Dichloroacetate stimulates changes in the mitochondrial network morphology via partial mitophagy in human SH-SY5Y neuroblastoma cells.

Abstract

Dichloroacetate (DCA) is beneficial in cancer therapy because it induces apoptosis and decreases cancer growth in vitro and in vivo without affecting non-cancer cells. DCA stimulates the activity of the enzyme pyruvate dehydrogenase by inhibiting pyruvate dehydrogenase kinase. Consequently, DCA promotes oxidative phosphorylation after glycolysis. Therefore, DCA produces changes in energy metabolism that could affect the mitochondrial network and mitophagy. This investigation determined the effects of DCA treatment on mitophagy in human neuroblastoma SH-SY5Y cells. SH-SY5Y cells were cultured and distributed into 3 groups: control, NH4Cl and chloroquine.
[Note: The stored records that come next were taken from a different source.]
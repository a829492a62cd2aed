//! Per-key write serialization

use std::collections::HashMap;
use std::sync::{Arc, Mutex, PoisonError};
use tokio::sync::{Mutex as AsyncMutex, OwnedMutexGuard};

/// Async locks keyed by storage key.
///
/// Holding the guard for a key serializes read-modify-write cycles against
/// that key. Different keys never contend.
#[derive(Debug, Default)]
pub struct KeyLocks {
    locks: Mutex<HashMap<String, Arc<AsyncMutex<()>>>>,
}

impl KeyLocks {
    pub fn new() -> Self {
        Self::default()
    }

    /// Wait for exclusive access to `key`
    pub async fn lock(&self, key: &str) -> OwnedMutexGuard<()> {
        let lock = {
            let mut locks = self.locks.lock().unwrap_or_else(PoisonError::into_inner);
            // Drop entries nobody holds or waits on
            locks.retain(|_, lock| Arc::strong_count(lock) > 1);
            locks.entry(key.to_string()).or_default().clone()
        };
        lock.lock_owned().await
    }

    /// Number of keys currently locked or awaited
    pub fn active_keys(&self) -> usize {
        self.locks
            .lock()
            .unwrap_or_else(PoisonError::into_inner)
            .values()
            .filter(|lock| Arc::strong_count(lock) > 1)
            .count()
    }
}
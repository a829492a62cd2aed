//! Timezone resolution for taiso
//!
//! This crate wraps the platform timezone capability behind [`ZoneSource`]
//! and builds on it:
//! - [`TimezoneResolver`]: detection, validation, offsets, UTC/wall-clock conversion
//! - [`TimezoneErrorReporter`]: the funnel for every user-facing timezone failure
//!
//! Non-strict resolver methods never fail; they report through the
//! reporter and return a documented fallback. `try_*` variants return
//! [`TimezoneError`] instead and report nothing.

mod mock;
mod reporter;
mod resolver;
mod source;
mod traits;

pub use mock::*;
pub use reporter::*;
pub use resolver::*;
pub use source::*;
pub use traits::*;
//! Validated settings structures

use crate::schema::RawConfig;
use std::path::PathBuf;
use std::time::Duration;
use taiso_tz::DEFAULT_ERROR_LOG_CAPACITY;
use taiso_util::{DATABASE_FILENAME, default_data_dir};

/// Default time between timezone checks
pub const DEFAULT_POLL_INTERVAL: Duration = Duration::from_secs(30);

/// Validated settings ready for use by the core
#[derive(Debug, Clone, PartialEq, Eq)]
pub struct Settings {
    /// Directory holding the record database
    pub data_dir: PathBuf,

    /// Zone used for display. None means the detected zone.
    pub display_timezone: Option<String>,

    /// Interval between timezone checks
    pub poll_interval: Duration,

    /// Entries kept in the error log
    pub error_log_capacity: usize,
}

impl Settings {
    /// Convert from raw config (after validation)
    pub fn from_raw(raw: RawConfig) -> Self {
        Self {
            data_dir: raw.tracker.data_dir.unwrap_or_else(default_data_dir),
            display_timezone: raw.tracker.display_timezone,
            poll_interval: raw
                .detector
                .poll_interval_seconds
                .map(Duration::from_secs)
                .unwrap_or(DEFAULT_POLL_INTERVAL),
            error_log_capacity: raw.errors.log_capacity.unwrap_or(DEFAULT_ERROR_LOG_CAPACITY),
        }
    }

    /// Path of the SQLite record database
    pub fn database_path(&self) -> PathBuf {
        self.data_dir.join(DATABASE_FILENAME)
    }
}

impl Default for Settings {
    fn default() -> Self {
        Self {
            data_dir: default_data_dir(),
            display_timezone: None,
            poll_interval: DEFAULT_POLL_INTERVAL,
            error_log_capacity: DEFAULT_ERROR_LOG_CAPACITY,
        }
    }
}

#[cfg(test)]
mod tests {
    use super::*;

    #[test]
    fn defaults_fill_missing_values() {
        let raw: RawConfig = toml::from_str("config_version = 1").unwrap();
        let settings = Settings::from_raw(raw);
        assert_eq!(settings.poll_interval, Duration::from_secs(30));
        assert_eq!(settings.error_log_capacity, 50);
        assert!(settings.display_timezone.is_none());
    }

    #[test]
    fn database_lives_in_data_dir() {
        let raw: RawConfig = toml::from_str(
            r#"
            config_version = 1
            [tracker]
            data_dir = "/srv/taiso"
            "#,
        )
        .unwrap();
        let settings = Settings::from_raw(raw);
        assert_eq!(settings.database_path(), PathBuf::from("/srv/taiso/records.db"));
    }
}
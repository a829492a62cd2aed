//! Timezone resolver
//!
//! Offsets use the `local - UTC` convention in minutes: Tokyo is `+540`,
//! New York in January is `-300`.

use std::sync::Arc;

use chrono::{DateTime, Duration, LocalResult, NaiveDate, NaiveDateTime, Offset, TimeZone, Utc};
use chrono_tz::Tz;
use taiso_api::TimezoneInfo;
use tracing::debug;

use crate::{SystemZoneSource, TimezoneError, TimezoneErrorReporter, TzResult, ZoneSource};

/// Resolves zones, offsets and wall-clock conversions
pub struct TimezoneResolver {
    source: Arc<dyn ZoneSource>,
    reporter: Arc<TimezoneErrorReporter>,
}

impl TimezoneResolver {
    pub fn new(source: Arc<dyn ZoneSource>, reporter: Arc<TimezoneErrorReporter>) -> Self {
        Self { source, reporter }
    }

    /// Resolver backed by the host's timezone setting
    pub fn system(reporter: Arc<TimezoneErrorReporter>) -> Self {
        Self::new(Arc::new(SystemZoneSource::new()), reporter)
    }

    pub fn reporter(&self) -> &Arc<TimezoneErrorReporter> {
        &self.reporter
    }

    /// Bind an identifier to zone data. Failure means the identifier is invalid.
    pub fn parse_timezone(timezone: &str) -> TzResult<Tz> {
        timezone
            .parse::<Tz>()
            .map_err(|_| TimezoneError::InvalidTimezone(timezone.to_string()))
    }

    pub fn is_valid_timezone(timezone: &str) -> bool {
        Self::parse_timezone(timezone).is_ok()
    }

    // Ambient zone

    /// Detect and validate the ambient zone
    pub fn try_current_timezone(&self) -> TzResult<String> {
        let detected = self.source.detect()?;
        let name = detected.trim();
        if Self::parse_timezone(name).is_err() {
            return Err(TimezoneError::DetectionFailed(format!(
                "{} source reported unknown zone '{}'",
                self.source.name(),
                name
            )));
        }
        Ok(name.to_string())
    }

    /// Ambient zone name, `UTC` on failure
    pub fn current_timezone(&self) -> String {
        match self.try_current_timezone() {
            Ok(tz) => tz,
            Err(e) => self.reporter.handle_detection_failure(&e).timezone,
        }
    }

    pub fn try_current_info(&self) -> TzResult<TimezoneInfo> {
        let timezone = self.try_current_timezone()?;
        Self::try_info_for(&timezone, taiso_util::now())
    }

    /// Snapshot of the ambient zone at "now". Never fails.
    pub fn current_info(&self) -> TimezoneInfo {
        match self.try_current_info() {
            Ok(info) => info,
            Err(e) => self.reporter.handle_detection_failure(&e),
        }
    }

    // Explicit zone

    pub fn try_info_for(timezone: &str, reference: DateTime<Utc>) -> TzResult<TimezoneInfo> {
        let zone = Self::parse_timezone(timezone)?;
        Ok(TimezoneInfo {
            timezone: timezone.to_string(),
            offset: offset_for(zone, &reference),
            local_time: reference.with_timezone(&zone).naive_local(),
            utc_time: reference,
        })
    }

    /// Snapshot of `timezone` at `reference` (default now). An invalid zone
    /// yields the UTC fallback with `reference` in both time fields.
    pub fn info_for(&self, timezone: &str, reference: Option<DateTime<Utc>>) -> TimezoneInfo {
        let reference = reference.unwrap_or_else(taiso_util::now);
        match Self::try_info_for(timezone, reference) {
            Ok(info) => info,
            Err(_) => {
                self.reporter.handle_invalid_timezone(timezone, "info_for");
                TimezoneInfo::utc_fallback(reference)
            }
        }
    }

    /// Offset in minutes of `timezone` at `instant`, evaluated at that instant
    pub fn try_offset_minutes(instant: &DateTime<Utc>, timezone: &str) -> TzResult<i32> {
        let zone = Self::parse_timezone(timezone)?;
        Ok(offset_for(zone, instant))
    }

    pub fn offset_minutes(&self, instant: &DateTime<Utc>, timezone: &str) -> i32 {
        match Self::try_offset_minutes(instant, timezone) {
            Ok(offset) => offset,
            Err(_) => {
                self.reporter.handle_invalid_timezone(timezone, "offset_minutes");
                0
            }
        }
    }

    // Conversion

    pub fn try_to_local(utc_millis: i64, timezone: &str) -> TzResult<NaiveDateTime> {
        let zone = Self::parse_timezone(timezone)?;
        let instant = taiso_util::utc_from_millis(utc_millis)
            .ok_or(TimezoneError::OutOfRange(utc_millis))?;
        Ok(instant.with_timezone(&zone).naive_local())
    }

    /// Wall clock of a UTC instant in `timezone` (default: ambient).
    ///
    /// On failure the instant's own UTC fields come back unchanged.
    pub fn to_local(&self, utc_millis: i64, timezone: Option<&str>) -> NaiveDateTime {
        let timezone = match timezone {
            Some(tz) => tz.to_string(),
            None => self.current_timezone(),
        };

        match Self::try_to_local(utc_millis, &timezone) {
            Ok(local) => local,
            Err(e) => {
                self.reporter.handle_conversion_error("UTC to local conversion", &e);
                clamped_instant(utc_millis).naive_utc()
            }
        }
    }

    /// Inverse of [`try_to_local`](Self::try_to_local).
    ///
    /// Wall-clock times inside a spring-forward gap are read with the offset
    /// in force before the transition (so they land after it). Repeated
    /// fall-back times resolve to the earlier instant.
    pub fn try_to_utc(local: &NaiveDateTime, timezone: &str) -> TzResult<i64> {
        let zone = Self::parse_timezone(timezone)?;
        let instant = match zone.from_local_datetime(local) {
            LocalResult::Single(dt) => dt.with_timezone(&Utc),
            LocalResult::Ambiguous(earlier, _) => earlier.with_timezone(&Utc),
            LocalResult::None => {
                let probe = local
                    .checked_sub_signed(Duration::hours(24))
                    .ok_or_else(|| TimezoneError::Conversion(format!("{} out of range", local)))?;
                let before = zone.offset_from_utc_datetime(&probe).fix();
                let utc = local
                    .checked_sub_signed(Duration::seconds(i64::from(before.local_minus_utc())))
                    .ok_or_else(|| TimezoneError::Conversion(format!("{} out of range", local)))?;
                debug!(local = %local, timezone, "Resolved wall-clock time inside DST gap");
                utc.and_utc()
            }
        };
        Ok(instant.timestamp_millis())
    }

    /// UTC epoch millis for a wall clock in `timezone`.
    ///
    /// On failure the wall-clock fields are read as UTC.
    pub fn to_utc(&self, local: &NaiveDateTime, timezone: &str) -> i64 {
        match Self::try_to_utc(local, timezone) {
            Ok(millis) => millis,
            Err(e) => {
                self.reporter.handle_conversion_error("local to UTC conversion", &e);
                taiso_util::wall_clock_to_millis(local)
            }
        }
    }

    // Calendar dates

    pub fn try_local_date(instant: &DateTime<Utc>, timezone: &str) -> TzResult<NaiveDate> {
        let zone = Self::parse_timezone(timezone)?;
        Ok(instant.with_timezone(&zone).date_naive())
    }

    pub fn try_format_local_date_string(instant: &DateTime<Utc>, timezone: &str) -> TzResult<String> {
        Self::try_local_date(instant, timezone).map(taiso_util::format_date)
    }

    /// `YYYY-MM-DD` of `instant` in `timezone`; the UTC date if the zone is invalid
    pub fn format_local_date_string(&self, instant: &DateTime<Utc>, timezone: &str) -> String {
        match Self::try_format_local_date_string(instant, timezone) {
            Ok(date) => date,
            Err(_) => {
                self.reporter.handle_invalid_timezone(timezone, "format_local_date_string");
                taiso_util::utc_date_string(instant)
            }
        }
    }
}

impl std::fmt::Debug for TimezoneResolver {
    fn fmt(&self, f: &mut std::fmt::Formatter<'_>) -> std::fmt::Result {
        f.debug_struct("TimezoneResolver")
            .field("source", &self.source.name())
            .finish()
    }
}

/// Difference between the wall-clock fields in `zone` and the UTC fields,
/// rounded to whole minutes (half rounds up).
fn offset_for(zone: Tz, instant: &DateTime<Utc>) -> i32 {
    let local = instant.with_timezone(&zone).naive_local();
    let seconds = (local - instant.naive_utc()).num_seconds();
    (seconds + 30).div_euclid(60) as i32
}

fn clamped_instant(millis: i64) -> DateTime<Utc> {
    taiso_util::utc_from_millis(millis).unwrap_or(if millis > 0 {
        DateTime::<Utc>::MAX_UTC
    } else {
        DateTime::<Utc>::MIN_UTC
    })
}
//! In-memory storage for tests and ephemeral use

use async_trait::async_trait;
use std::collections::BTreeMap;
use std::sync::atomic::{AtomicBool, AtomicUsize, Ordering};
use std::sync::{Mutex, MutexGuard, PoisonError};
use taiso_api::ExerciseRecord;

use crate::{RecordStorage, RecordVisitor, StoreError, StoreResult};

/// Map-backed storage.
///
/// Counts writes and can be told to fail reads, writes or enumeration, so
/// callers' error paths can be exercised. With `yield_on_io` every call
/// yields to the scheduler first, the way a real async engine would.
#[derive(Debug, Default)]
pub struct MemoryStorage {
    data: Mutex<BTreeMap<String, Vec<ExerciseRecord>>>,
    writes: AtomicUsize,
    written_keys: Mutex<Vec<String>>,

    /// Configure `get` to fail
    pub fail_reads: AtomicBool,

    /// Configure `set` to fail
    pub fail_writes: AtomicBool,

    /// Configure `iterate` to fail
    pub fail_iterate: AtomicBool,

    /// Yield before touching the map
    pub yield_on_io: AtomicBool,
}

impl MemoryStorage {
    pub fn new() -> Self {
        Self::default()
    }

    /// Seed storage without counting writes
    pub fn with_records(records: impl IntoIterator<Item = (String, Vec<ExerciseRecord>)>) -> Self {
        let storage = Self::new();
        storage.data().extend(records);
        storage
    }

    fn data(&self) -> MutexGuard<'_, BTreeMap<String, Vec<ExerciseRecord>>> {
        self.data.lock().unwrap_or_else(PoisonError::into_inner)
    }

    /// Number of successful `set` calls
    pub fn write_count(&self) -> usize {
        self.writes.load(Ordering::SeqCst)
    }

    /// Keys written, in write order
    pub fn written_keys(&self) -> Vec<String> {
        self.written_keys
            .lock()
            .unwrap_or_else(PoisonError::into_inner)
            .clone()
    }

    /// Snapshot of everything stored
    pub fn snapshot(&self) -> BTreeMap<String, Vec<ExerciseRecord>> {
        self.data().clone()
    }

    async fn maybe_yield(&self) {
        if self.yield_on_io.load(Ordering::SeqCst) {
            tokio::task::yield_now().await;
        }
    }
}

#[async_trait]
impl RecordStorage for MemoryStorage {
    async fn get(&self, key: &str) -> StoreResult<Option<Vec<ExerciseRecord>>> {
        self.maybe_yield().await;
        if self.fail_reads.load(Ordering::SeqCst) {
            return Err(StoreError::Unavailable("Mock read failure".into()));
        }
        Ok(self.data().get(key).cloned())
    }

    async fn set(&self, key: &str, records: Vec<ExerciseRecord>) -> StoreResult<Vec<ExerciseRecord>> {
        self.maybe_yield().await;
        if self.fail_writes.load(Ordering::SeqCst) {
            return Err(StoreError::Unavailable("Mock write failure".into()));
        }
        self.data().insert(key.to_string(), records.clone());
        self.writes.fetch_add(1, Ordering::SeqCst);
        self.written_keys
            .lock()
            .unwrap_or_else(PoisonError::into_inner)
            .push(key.to_string());
        Ok(records)
    }

    async fn iterate(&self, visit: &mut RecordVisitor<'_>) -> StoreResult<()> {
        self.maybe_yield().await;
        if self.fail_iterate.load(Ordering::SeqCst) {
            return Err(StoreError::Unavailable("Mock iterate failure".into()));
        }
        let snapshot = self.snapshot();
        for (key, records) in &snapshot {
            visit(key, records);
        }
        Ok(())
    }
}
Each group was treated with DCA at 0, 5, 30 and 60 mM for 16 h. Samples were analyzed for cell viability, mtDNA copy number, mitochondrial network morphology and expression of key proteins involved in mitochondrial dynamics, such as LC3b, FIS1, OPA1, PARKIN and PINK1. In all groups, DCA caused a decrease in cell viability, an induction of autophagy in a dose-dependent manner and a decrease in Tim23, FIS1 and PARKIN protein expression, leading to profound morphological changes in the mitochondrial network resulting in shorter and more fragmented filaments. However, TFAM protein levels remained unchanged. Similarly, the mitochondrial copy number was not significantly different among the treatment groups. In conclusion, DCA induces mitophagy and remodeling of the mitochondrial network. In this remodeling, DCA induces a decrease in the expression of key proteins involved in protein degradation and mitochondrial dynamics but does not significantly affect the mtDNA density. Blocking late phase autophagy increases the effects of DCA, suggesting that autophagy protects the cell, at least partially, against DCA.